#### [Problem to work on]
Look through the records and copy each line that has "bool" in it.

#### [Data to examine]
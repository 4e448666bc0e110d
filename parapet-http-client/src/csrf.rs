//! CSRF-aware request wrapper.
//!
//! [`CsrfClient`] caches the server's CSRF token, attaches it to mutating
//! requests, keeps session and token cookies in a [`CookieJar`], and retries
//! once with a fresh token when the server rejects a stale one.

use crate::{ClientRequest, CookieJar, Response, Result, Transport};
use parking_lot::Mutex;
use serde::Deserialize;
use tracing::{debug, info, warn};

/// Error code the server puts in the body of a CSRF rejection.
pub const CSRF_REJECTION: &str = "csrf_validation_failed";

/// Where a [`CsrfClient::secure_request`] call is in its retry budget.
#[derive(Debug, Clone, Copy, PartialEq, Eq)]
pub enum Attempt {
    First,
    Retried,
}

impl Attempt {
    /// The attempt after a CSRF rejection, or `None` once the retry is spent.
    pub fn next(self) -> Option<Attempt> {
        match self {
            Attempt::First => Some(Attempt::Retried),
            Attempt::Retried => None,
        }
    }
}

/// Endpoint and initial names used before the server has been asked.
#[derive(Debug, Clone)]
pub struct CsrfClientConfig {
    pub token_path: String,
    pub header_name: String,
    pub cookie_name: String,
}

impl Default for CsrfClientConfig {
    fn default() -> Self {
        Self {
            token_path: "/api/csrf-token".to_string(),
            header_name: "x-csrf-token".to_string(),
            cookie_name: "csrf-token".to_string(),
        }
    }
}

#[derive(Debug, Deserialize)]
#[serde(rename_all = "camelCase")]
struct TokenResponse {
    csrf_token: String,
    header_name: Option<String>,
    cookie_name: Option<String>,
}

#[derive(Debug)]
struct TokenState {
    token: Option<String>,
    header_name: String,
    cookie_name: String,
}

/// Token cache and secure-request wrapper around a [`Transport`].
pub struct CsrfClient<T: Transport> {
    transport: T,
    token_path: String,
    state: Mutex<TokenState>,
    jar: CookieJar,
}

impl<T: Transport> CsrfClient<T> {
    pub fn new(transport: T) -> Self {
        Self::with_config(transport, CsrfClientConfig::default())
    }

    pub fn with_config(transport: T, config: CsrfClientConfig) -> Self {
        Self {
            transport,
            token_path: config.token_path,
            state: Mutex::new(TokenState {
                token: None,
                header_name: config.header_name,
                cookie_name: config.cookie_name,
            }),
            jar: CookieJar::new(),
        }
    }

    pub fn transport(&self) -> &T {
        &self.transport
    }

    pub fn cookies(&self) -> &CookieJar {
        &self.jar
    }

    pub fn cached_token(&self) -> Option<String> {
        self.state.lock().token.clone()
    }

    /// Header name the token is sent under.
    pub fn header_name(&self) -> String {
        self.state.lock().header_name.clone()
    }

    pub fn cookie_name(&self) -> String {
        self.state.lock().cookie_name.clone()
    }

    /// The cached token, or a fresh one from the token endpoint.
    pub async fn get_token(&self) -> Result<String> {
        if let Some(token) = self.cached_token() {
            return Ok(token);
        }

        debug!(path = %self.token_path, "Fetching CSRF token");
        let response = self
            .send(ClientRequest::get(self.token_path.clone()))
            .await?
            .error_for_status()?;
        let body: TokenResponse = response.json()?;

        let mut state = self.state.lock();
        if let Some(header_name) = body.header_name {
            state.header_name = header_name;
        }
        if let Some(cookie_name) = body.cookie_name {
            state.cookie_name = cookie_name;
        }
        state.token = Some(body.csrf_token.clone());
        Ok(body.csrf_token)
    }

    /// Send `request`, attaching the CSRF token to mutating methods.
    ///
    /// A CSRF rejection drops the cached token and the request is retried
    /// once with a freshly fetched one. A second rejection is returned as is.
    pub async fn secure_request(&self, request: ClientRequest) -> Result<Response> {
        let mut attempt = Attempt::First;

        loop {
            let mut outgoing = request.clone();
            if outgoing.is_mutating() {
                match self.get_token().await {
                    Ok(token) => outgoing.set_header(self.header_name(), token),
                    Err(err) => warn!(
                        error = %err,
                        path = %outgoing.path,
                        "Could not obtain CSRF token, sending without it"
                    ),
                }
            }

            let response = self.send(outgoing).await?;
            if !is_csrf_rejection(&response) {
                return Ok(response);
            }

            match attempt.next() {
                Some(next) => {
                    info!(path = %request.path, "CSRF token rejected, refreshing and retrying");
                    self.state.lock().token = None;
                    attempt = next;
                }
                None => {
                    warn!(path = %request.path, "CSRF token rejected after refresh");
                    return Ok(response);
                }
            }
        }
    }

    /// Forget the cached token and its cookie, e.g. on logout.
    pub fn clear(&self) {
        let cookie_name = {
            let mut state = self.state.lock();
            state.token = None;
            state.cookie_name.clone()
        };
        self.jar.remove(&cookie_name);
    }

    /// One round trip with the cookie jar applied in both directions.
    async fn send(&self, mut request: ClientRequest) -> Result<Response> {
        if let Some(cookies) = self.jar.header_value() {
            request.set_header("cookie", cookies);
        }

        let response = self.transport.send(request).await?;

        let cookie_name = self.cookie_name();
        for set_cookie in response.set_cookies() {
            match self.jar.store(set_cookie) {
                Some(cookie) if cookie.name() == cookie_name => {
                    self.state.lock().token = Some(cookie.value().to_string());
                }
                None if set_cookie.trim_start().starts_with(&format!("{}=", cookie_name)) => {
                    self.state.lock().token = None;
                }
                _ => {}
            }
        }

        Ok(response)
    }
}

/// 403 with `error == "csrf_validation_failed"` in a JSON body.
pub fn is_csrf_rejection(response: &Response) -> bool {
    if response.status() != http::StatusCode::FORBIDDEN {
        return false;
    }
    response
        .json::<serde_json::Value>()
        .ok()
        .and_then(|body| body.get("error")?.as_str().map(|e| e == CSRF_REJECTION))
        .unwrap_or(false)
}
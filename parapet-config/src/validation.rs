// Configuration validation

use crate::{ConfigError, Result};
use std::fmt::Display;

/// Implemented by typed configuration structs that check themselves after
/// loading.
pub trait Validate {
    fn validate(&self) -> Result<()>;
}

/// Reusable field rules. Each returns a `ValidationError` naming the field.
pub struct ConfigValidator;

impl ConfigValidator {
    pub fn not_empty(value: &str, field: &str) -> Result<()> {
        if value.trim().is_empty() {
            return Err(ConfigError::ValidationError(format!(
                "{} cannot be empty",
                field
            )));
        }
        Ok(())
    }

    /// Minimum length in bytes.
    pub fn min_len(value: &[u8], min: usize, field: &str) -> Result<()> {
        if value.len() < min {
            return Err(ConfigError::ValidationError(format!(
                "{} must be at least {} bytes (got {})",
                field,
                min,
                value.len()
            )));
        }
        Ok(())
    }

    pub fn in_range<T: PartialOrd + Display>(value: T, min: T, max: T, field: &str) -> Result<()> {
        if value < min || value > max {
            return Err(ConfigError::ValidationError(format!(
                "{} must be between {} and {} (got {})",
                field, min, max, value
            )));
        }
        Ok(())
    }

    pub fn one_of<T: PartialEq>(value: &T, allowed: &[T], field: &str) -> Result<()> {
        if !allowed.contains(value) {
            return Err(ConfigError::ValidationError(format!(
                "{} must be one of the allowed values",
                field
            )));
        }
        Ok(())
    }

    pub fn is_url(value: &str, field: &str) -> Result<()> {
        if !value.starts_with("http://") && !value.starts_with("https://") {
            return Err(ConfigError::ValidationError(format!(
                "{} must be an http(s) URL",
                field
            )));
        }
        Ok(())
    }

    pub fn is_port(value: u16, field: &str) -> Result<()> {
        if value == 0 {
            return Err(ConfigError::ValidationError(format!(
                "{} must be a valid port number",
                field
            )));
        }
        Ok(())
    }
}

#[cfg(test)]
mod tests {
    use super::*;

    #[test]
    fn test_not_empty() {
        assert!(ConfigValidator::not_empty("value", "field").is_ok());
        assert!(ConfigValidator::not_empty("", "field").is_err());
        assert!(ConfigValidator::not_empty("   ", "field").is_err());
    }

    #[test]
    fn test_min_len() {
        assert!(ConfigValidator::min_len(&[0u8; 32], 32, "secret").is_ok());

        let err = ConfigValidator::min_len(b"short", 32, "secret").unwrap_err();
        assert!(err.to_string().contains("at least 32 bytes"));
    }

    #[test]
    fn test_in_range() {
        assert!(ConfigValidator::in_range(600, 1, 86_400, "max_age").is_ok());
        assert!(ConfigValidator::in_range(0, 1, 86_400, "max_age").is_err());
    }

    #[test]
    fn test_one_of() {
        let allowed = ["strict", "lax", "none"];
        assert!(ConfigValidator::one_of(&"lax", &allowed, "same_site").is_ok());
        assert!(ConfigValidator::one_of(&"loose", &allowed, "same_site").is_err());
    }

    #[test]
    fn test_url_and_port() {
        assert!(ConfigValidator::is_url("https://broker.example", "base_url").is_ok());
        assert!(ConfigValidator::is_url("broker.example", "base_url").is_err());
        assert!(ConfigValidator::is_port(8080, "port").is_ok());
        assert!(ConfigValidator::is_port(0, "port").is_err());
    }
}
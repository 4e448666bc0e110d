// Server process configuration

use parapet_config::{ConfigError, ConfigValidator, Environment, Settings, Validate};
use parapet_csrf::{CsrfConfig, CsrfError};
use parapet_session::{SessionConfig, SessionError};
use std::net::{IpAddr, Ipv4Addr, SocketAddr};
use thiserror::Error;

pub const DEFAULT_PORT: u16 = 3000;

/// Errors that stop the server from starting or keep it from serving.
#[derive(Debug, Error)]
pub enum ServerError {
    #[error(transparent)]
    Config(#[from] ConfigError),

    #[error("CSRF configuration: {0}")]
    Csrf(#[from] CsrfError),

    #[error("session configuration: {0}")]
    Session(#[from] SessionError),

    #[error(transparent)]
    Runtime(#[from] parapet_core::Error),
}

/// Listener settings. Keys: `host`, `port`, `env`.
#[derive(Debug, Clone)]
pub struct ServerConfig {
    pub host: IpAddr,
    pub port: u16,
    pub environment: Environment,
}

impl Default for ServerConfig {
    fn default() -> Self {
        Self {
            host: IpAddr::V4(Ipv4Addr::UNSPECIFIED),
            port: DEFAULT_PORT,
            environment: Environment::Development,
        }
    }
}

impl ServerConfig {
    pub fn from_settings(settings: &Settings) -> Result<Self, ConfigError> {
        let config = Self {
            host: settings.get_or("host", IpAddr::V4(Ipv4Addr::UNSPECIFIED))?,
            port: settings.get_or("port", DEFAULT_PORT)?,
            environment: settings.environment()?,
        };
        config.validate()?;
        Ok(config)
    }

    pub fn addr(&self) -> SocketAddr {
        SocketAddr::new(self.host, self.port)
    }
}

impl Validate for ServerConfig {
    fn validate(&self) -> parapet_config::Result<()> {
        ConfigValidator::is_port(self.port, "port")
    }
}

/// Everything the server binary needs, read from one [`Settings`].
#[derive(Debug, Clone)]
pub struct AppSettings {
    pub server: ServerConfig,
    pub csrf: CsrfConfig,
    pub session: SessionConfig,
}

impl AppSettings {
    pub fn from_settings(settings: &Settings) -> Result<Self, ServerError> {
        Ok(Self {
            server: ServerConfig::from_settings(settings)?,
            csrf: CsrfConfig::from_settings(settings)?,
            session: SessionConfig::from_settings(settings)?,
        })
    }
}
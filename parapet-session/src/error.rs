//! Error types for session operations.

use thiserror::Error;

/// Result type for session operations.
pub type SessionResult<T> = Result<T, SessionError>;

#[derive(Debug, Error)]
pub enum SessionError {
    #[error("Serialization error: {0}")]
    Serialization(String),

    #[error("Deserialization error: {0}")]
    Deserialization(String),

    #[error("Session not found: {0}")]
    NotFound(String),

    #[error("Session expired: {0}")]
    Expired(String),

    #[error("Invalid session ID: {0}")]
    InvalidSessionId(String),

    #[error("Configuration error: {0}")]
    Config(String),

    #[error("Session error: {0}")]
    Other(String),
}

impl From<parapet_config::ConfigError> for SessionError {
    fn from(err: parapet_config::ConfigError) -> Self {
        SessionError::Config(err.to_string())
    }
}

impl From<SessionError> for parapet_core::Error {
    fn from(err: SessionError) -> Self {
        parapet_core::Error::Internal(err.to_string())
    }
}
//! Logging setup for Parapet services.
//!
//! All crates in the workspace log through `tracing` macros with structured
//! fields. This module installs the process-wide subscriber. Output defaults
//! to JSON on stdout so audit events (for example CSRF rejections) can be
//! shipped to a log pipeline unchanged.
//!
//! ```no_run
//! use parapet_core::logging::{LogConfig, LogFormat, LogLevel};
//!
//! LogConfig::from_env()
//!     .level(LogLevel::Debug)
//!     .format(LogFormat::Pretty)
//!     .init()
//!     .expect("logging already initialised");
//! ```
//!
//! # Environment Variables
//!
//! - `PARAPET_LOG_LEVEL=trace|debug|info|warn|error`
//! - `PARAPET_LOG_FORMAT=json|pretty|compact|plain`
//! - `RUST_LOG` takes precedence over the level when set.

use crate::Error;
use std::env;
use tracing_subscriber::EnvFilter;

pub use tracing::{debug, error, info, trace, warn};

/// Log level for filtering messages
#[derive(Debug, Clone, Copy, PartialEq, Eq, PartialOrd, Ord)]
pub enum LogLevel {
    Trace,
    Debug,
    Info,
    Warn,
    Error,
}

impl LogLevel {
    #[allow(clippy::should_implement_trait)]
    pub fn from_str(s: &str) -> Option<Self> {
        match s.to_lowercase().as_str() {
            "trace" => Some(LogLevel::Trace),
            "debug" => Some(LogLevel::Debug),
            "info" => Some(LogLevel::Info),
            "warn" | "warning" => Some(LogLevel::Warn),
            "error" => Some(LogLevel::Error),
            _ => None,
        }
    }

    /// Directive string for `EnvFilter`.
    pub fn as_str(&self) -> &'static str {
        match self {
            LogLevel::Trace => "trace",
            LogLevel::Debug => "debug",
            LogLevel::Info => "info",
            LogLevel::Warn => "warn",
            LogLevel::Error => "error",
        }
    }
}

/// Output format for log messages
#[derive(Debug, Clone, Copy, PartialEq, Eq)]
pub enum LogFormat {
    /// JSON format (default) - structured, machine-readable
    Json,
    /// Plain text format
    Plain,
    /// Multi-line, human oriented
    Pretty,
    /// Single line, minimal
    Compact,
}

impl LogFormat {
    #[allow(clippy::should_implement_trait)]
    pub fn from_str(s: &str) -> Option<Self> {
        match s.to_lowercase().as_str() {
            "json" => Some(LogFormat::Json),
            "plain" | "text" => Some(LogFormat::Plain),
            "pretty" => Some(LogFormat::Pretty),
            "compact" => Some(LogFormat::Compact),
            _ => None,
        }
    }
}

/// Subscriber configuration.
#[derive(Debug, Clone)]
pub struct LogConfig {
    pub level: LogLevel,
    pub format: LogFormat,
    pub with_targets: bool,
}

impl Default for LogConfig {
    fn default() -> Self {
        Self {
            level: LogLevel::Info,
            format: LogFormat::Json,
            with_targets: true,
        }
    }
}

impl LogConfig {
    pub fn new() -> Self {
        Self::default()
    }

    /// Defaults overridden by `PARAPET_LOG_LEVEL` / `PARAPET_LOG_FORMAT`.
    /// Unrecognised values are ignored.
    pub fn from_env() -> Self {
        let mut config = Self::default();
        if let Some(level) = env::var("PARAPET_LOG_LEVEL")
            .ok()
            .and_then(|s| LogLevel::from_str(&s))
        {
            config.level = level;
        }
        if let Some(format) = env::var("PARAPET_LOG_FORMAT")
            .ok()
            .and_then(|s| LogFormat::from_str(&s))
        {
            config.format = format;
        }
        config
    }

    pub fn level(mut self, level: LogLevel) -> Self {
        self.level = level;
        self
    }

    pub fn format(mut self, format: LogFormat) -> Self {
        self.format = format;
        self
    }

    pub fn with_targets(mut self, enabled: bool) -> Self {
        self.with_targets = enabled;
        self
    }

    fn filter(&self) -> EnvFilter {
        EnvFilter::try_from_default_env().unwrap_or_else(|_| EnvFilter::new(self.level.as_str()))
    }

    /// Install the global subscriber.
    ///
    /// Fails if a global subscriber is already set.
    pub fn init(&self) -> Result<(), Error> {
        let builder = tracing_subscriber::fmt()
            .with_env_filter(self.filter())
            .with_target(self.with_targets);

        let result = match self.format {
            LogFormat::Json => builder.json().try_init(),
            LogFormat::Plain => builder.try_init(),
            LogFormat::Pretty => builder.pretty().try_init(),
            LogFormat::Compact => builder.compact().try_init(),
        };

        result.map_err(|e| Error::Internal(format!("failed to initialise logging: {}", e)))
    }
}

#### [Response area]
pub fn is_csrf_rejection(response: &Response) -> bool {
    pub with_targets: bool,
    pub fn with_targets(mut self, enabled: bool) -> Self {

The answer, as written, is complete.